CX Works

A single portal for curated, field-tested and SAP-verified expertise for your SAP C/4HANA suite. Whether it's a new implementation, adding new features, or getting additional value from an existing deployment, get it here, at CX Works.

Search and Navigation in SAP Commerce Cloud - Indexing

Indexing

SAP Commerce Cloud uses relational databases for storing information like orders, carts, customers, and more. For a product to be visible as part of a search result, it first needs to be included in a Solr index through the process of indexing. In this article, we cover the fundamentals of indexing as well as provide recommendations on how to improve your indexing processes.
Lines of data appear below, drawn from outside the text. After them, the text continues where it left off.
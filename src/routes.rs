// src/routes.rs

use axum::{
    Router,
    http::{HeaderName, HeaderValue, Method, header},
    middleware,
    routing::{get, patch, post},
};
use tower::ServiceBuilder;
use tower_http::{
    cors::{AllowOrigin, CorsLayer},
    trace::TraceLayer,
};

use crate::{
    handlers::{article, comment, health, interaction},
    state::AppState,
    utils::session::{SESSION_HEADER, session_middleware},
};

/// Assembles the main application router.
///
/// * Merges all sub-routers (articles, comments, categories).
/// * Applies global middleware (Trace, CORS, Session).
/// * Injects global state (store handle and config).
pub fn create_router(state: AppState) -> Router {
    let allow_origin = if state.config.cors_origins.iter().any(|origin| origin == "*") {
        AllowOrigin::any()
    } else {
        let origins: Vec<HeaderValue> = state
            .config
            .cors_origins
            .iter()
            .filter_map(|origin| match origin.parse() {
                Ok(value) => Some(value),
                Err(_) => {
                    tracing::warn!("Ignoring invalid CORS origin: {}", origin);
                    None
                }
            })
            .collect();
        AllowOrigin::list(origins)
    };

    let session_header = HeaderName::from_static(SESSION_HEADER);
    let cors = CorsLayer::new()
        .allow_origin(allow_origin)
        .allow_methods([
            Method::GET,
            Method::POST,
            Method::PUT,
            Method::PATCH,
            Method::DELETE,
        ])
        .allow_headers([header::CONTENT_TYPE, session_header.clone()])
        .expose_headers([session_header]);

    let article_routes = Router::new()
        .route(
            "/",
            get(article::list_articles).post(article::create_article),
        )
        .route(
            "/{id}",
            get(article::get_article)
                .put(article::update_article)
                .patch(article::update_article)
                .delete(article::delete_article),
        )
        .route("/{id}/publish", patch(article::publish_article))
        .route("/{id}/unpublish", patch(article::unpublish_article))
        .route("/{id}/like", post(interaction::toggle_article_like))
        .route("/{id}/bookmark", post(interaction::toggle_article_bookmark))
        .route("/{id}/share", post(interaction::share_article))
        .route("/{id}/comments", get(comment::list_article_comments));

    let comment_routes = Router::new()
        .route(
            "/",
            get(comment::list_comments).post(comment::create_comment),
        )
        .route("/{id}/like", post(interaction::toggle_comment_like))
        .route("/{id}/dislike", post(interaction::toggle_comment_dislike));

    let category_routes = Router::new().route("/stats", get(article::category_stats));

    Router::new()
        .route("/api/health", get(health::health))
        .nest("/api/articles", article_routes)
        .nest("/api/comments", comment_routes)
        .nest("/api/categories", category_routes)
        // Global Middleware (outermost first)
        .layer(
            ServiceBuilder::new()
                .layer(TraceLayer::new_for_http())
                .layer(cors)
                .layer(middleware::from_fn(session_middleware)),
        )
        .with_state(state)
}
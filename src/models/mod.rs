// src/models/mod.rs

pub mod article;
pub mod comment;
pub mod interaction;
This article is one out of several that are part of a larger in-depth series on search and navigation.

Table of Contents

Background

Information stored in the database is normalized. This means data is split and linked among multiple tables to improve resource usage and performance. Solr works differently by storing information in documents instead of tables. Denormalization and transformation are required to compose these documents. The information is then indexed to ensure swift access and search capacity. This section covers the process of indexing data from SAP Commerce Cloud into indexed Solr documents that can be used by your Solr searches.

How Solr indexing works is covered in the first few minutes of this webinar.

Indexing Strategies

The indexing process starts with exporting data from SAP Commerce Cloud to Solr before Solr indexing takes place. Solr requires some time for the index operations and should, therefore, take place in the master node (if using a Solr Standalone Cluster). Once completed, the index is then replicated to the registered Solr slaves. For Solr Cloud, careful planning of shards/replicas for a Solr Cloud infrastructure is highly recommended (see the Solr Infrastructure section). The index can be built or updated using different supported indexing strategies such as:

  • Full: This will stop replication, delete all current documents and rebuild the index completely from scratch. This operation can take some time to complete for large data sets, so it usually runs once a day, after the catalog synchronization finishes. Additionally, it supports two modes of commit strategies:
    • Direct mode will add or update every document in the index and if the operation fails, previous entries that had been successfully committed will remain available. Index replication is disabled before this operation begins and then resumes later after it finishes. We recommend this operation mode for a performance environment.
    • Two-phase mode works atomically, and in the case of failure, everything will be rolled back to the initial state. To accomplish this behavior, Solr will create an additional core, which by default uses the same name as the main core, with an added suffix. Such a core will be used to store documents during the indexing operation. Once it's done, a swap operation is performed, and the new index becomes online in the master/leader node and ready for replication.
  • Update: Only index documents that have changed in a given period of time. This operation won't require replication to stop and is usually executed more frequently since it performs faster only on targeted documents. If needed, hot updates on specific documents can be triggered manually or programmed using the API. Updates can also happen partially, only covering specific attributes on a document. See here for more details on creating update jobs.
  • Delete: This simply removes documents from the index. Keep in mind that a full index operation can take care of excluding documents on its own since it is rebuilding the index from scratch. Depending on how often (and how long) you are running a full index job, it can sometimes be more efficient to run delete jobs periodically to maintain accurate data.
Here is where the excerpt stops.